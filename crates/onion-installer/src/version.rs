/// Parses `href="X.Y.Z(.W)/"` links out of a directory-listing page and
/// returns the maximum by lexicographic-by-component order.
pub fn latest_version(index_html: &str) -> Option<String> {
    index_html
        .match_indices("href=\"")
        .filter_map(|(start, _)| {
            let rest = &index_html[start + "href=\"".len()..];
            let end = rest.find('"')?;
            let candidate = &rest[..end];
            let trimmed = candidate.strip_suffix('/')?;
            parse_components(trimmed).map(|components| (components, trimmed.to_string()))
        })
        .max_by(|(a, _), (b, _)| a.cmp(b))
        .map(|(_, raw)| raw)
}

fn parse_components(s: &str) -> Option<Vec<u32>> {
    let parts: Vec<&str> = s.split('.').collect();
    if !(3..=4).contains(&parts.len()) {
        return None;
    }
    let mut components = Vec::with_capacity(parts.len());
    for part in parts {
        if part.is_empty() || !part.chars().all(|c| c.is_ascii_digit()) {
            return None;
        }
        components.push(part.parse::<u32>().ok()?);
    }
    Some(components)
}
——————————
__Task requirements__: Find out how many lines of the listing above include the word "parts", and give that number alone.

__Your response__: 4